According to a report by the Learning Policy Institute, four leading factors, contributing to a national teacher shortage are: 1) a decline in teacher preparation enrollments, 2) district efforts to return to pre-recession pupil-teacher ratios, 3) increasing student enrollment, and 4) high teacher attrition. While often labor shortages can be temporary, reflective of a change to an industry or economy, this four-part combination, consisting of issues in attracting new teachers as well as retaining existing teachers suggests more of a failing culture of an entire profession. Even be more alarming? How school districts are responding to the shortage when compared to other industries faced with this same challenge.
Education is not the only industry experiencing a labor shortage. Various news sources suggest that the US is suffering from labor shortages in skilled laborers, truckers, manufacturing, landscaping, and even hospitality. It is however perhaps the industry with the slowest reaction. Though reasons for each shortage may vary, it’s important companies within each affected industry look to focus recruiting and retention strategies around these driving forces. When faced with staffing challenges employers are forced to innovate and again give attention to their most valuable asset – their people. So, as dealerships shift their recruiting efforts to technical schools, or companies incorporate profit sharing incentives into skilled laborer compensation packages, it seems very little has changed in recruiting or retaining teachers. Below are two of the most common “people strategies” implemented in a time where competing for talent is fierce. Are schools in your community competing for talent?
Perhaps the most powerful strategy given the role social media plays in society – social media, when used wisely, can be helpful in both attracting and retaining talent. Monster.com provides a brief case study of Sodexo, a company committed to helping corporate clients improve performance and promote well-being through a variety of life service offerings, who after incorporating social media in their recruiting efforts saw a 25% increase in candidates.

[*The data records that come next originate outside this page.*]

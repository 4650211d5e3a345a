use std::sync::Arc;

use axum::{
    extract::{Path, State},
    Json,
};
use serde::Deserialize;

use bearmemori_core::JobType;
use bearmemori_store::types::LLMJob;

use crate::{app::AppState, error::AppError};

#[derive(Debug, Deserialize)]
pub struct CreateJobRequest {
    pub job_type: String,
    pub payload: serde_json::Value,
    pub user_id: Option<i64>,
}

/// POST /llm_jobs — the dispatcher entrypoint.
pub async fn create_job(
    State(state): State<Arc<AppState>>,
    Json(req): Json<CreateJobRequest>,
) -> Result<Json<serde_json::Value>, AppError> {
    let job_type: JobType = req.job_type.parse().map_err(AppError::Validation)?;
    let job_id = state.dispatcher.enqueue(job_type, req.payload, req.user_id).await?;
    Ok(Json(serde_json::json!({ "job_id": job_id })))
}

pub async fn get_job(State(state): State<Arc<AppState>>, Path(id): Path<String>) -> Result<Json<LLMJob>, AppError> {
    let job = state
        .store
        .with_conn(|conn| bearmemori_store::jobs::get(conn, &id))?
        .ok_or_else(|| AppError::Store(bearmemori_store::StoreError::NotFound { entity: "llm_job", id }))?;
    Ok(Json(job))
}

#[derive(Debug, Deserialize)]
pub struct PatchJobRequest {
    pub status: String,
    pub result: Option<serde_json::Value>,
    pub error_message: Option<String>,
}

/// PATCH /llm_jobs/{id} — worker status updates. The worker
/// itself talks to the store directly; this exists for external/out-of-
/// process job runners.
pub async fn patch_job(
    State(state): State<Arc<AppState>>,
    Path(id): Path<String>,
    Json(req): Json<PatchJobRequest>,
) -> Result<Json<LLMJob>, AppError> {
    match req.status.as_str() {
        "processing" => state.store.with_conn(|conn| bearmemori_store::jobs::mark_processing(conn, &id))?,
        "completed" => {
            let result = req.result.unwrap_or(serde_json::Value::Null);
            state.store.with_conn(|conn| bearmemori_store::jobs::mark_completed(conn, &id, &result))?
        }
        "failed" => {
            let message = req.error_message.unwrap_or_default();
            state.store.with_conn(|conn| bearmemori_store::jobs::mark_failed(conn, &id, &message))?
        }
        other => return Err(AppError::Validation(format!("unsupported job status: {other}"))),
    }

    let job = state
        .store
        .with_conn(|conn| bearmemori_store::jobs::get(conn, &id))?
        .ok_or_else(|| AppError::Store(bearmemori_store::StoreError::NotFound { entity: "llm_job", id }))?;
    Ok(Json(job))
}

In a separate Monster.com article, social media is labeled a “virtual water cooler”, a powerful tool when shaping a workplace culture with intention. Although navigating the world of social media within the workplace may be tricky – particularly for the public sector – is it a risk worth trying? With growing student enrollment, high attrition, and low recruitment, shortages are predicted to grow to 112,000 by 2018. By monitoring social media accounts and implementing a healthy social media policy, could school districts create a brand worth following?
Know your team.
What drives your teachers to teach? As any manager or supervisor should be able to answer this simple yet important question about the people that report to them – a Principal or Superintendent should be able to answer this same question regarding their teachers. Whether through a survey or one-on-one conversation, knowing your team is key. If you can’t answer this question about the team you represent, make it a point to ask the question next meeting. The asking is the most important part. Recognizing and respecting their answer is an extremely close second. The answer they provide, keeping in mind that it may change over time, is the key to keeping them engaged….and whether the private sector or public sector, engaged employees are critical to success. According to Gallup’s State of the American Workplace report, engaged employees have 41% lower absenteeism, 24% lower turnover, and 17% higher productivity – all extremely beneficial when workload is high but headcount is low.
So, while many discussions focus on better pay and benefits – also important aspects to consider when examining a labor crisis such as that of teachers – consider what the schools are doing in your community now regarding these two solutions that can be done for minimal cost. They are solutions well-tested in the private sector, helping to distinguish the ideas of tomorrow from the antiquated traditions of the past. Cinematographer, Conrad Hall said, “You are always a student, never a master. You have to keep moving forward.” Can the lessons in human capital learned from business be key to advancing education forward?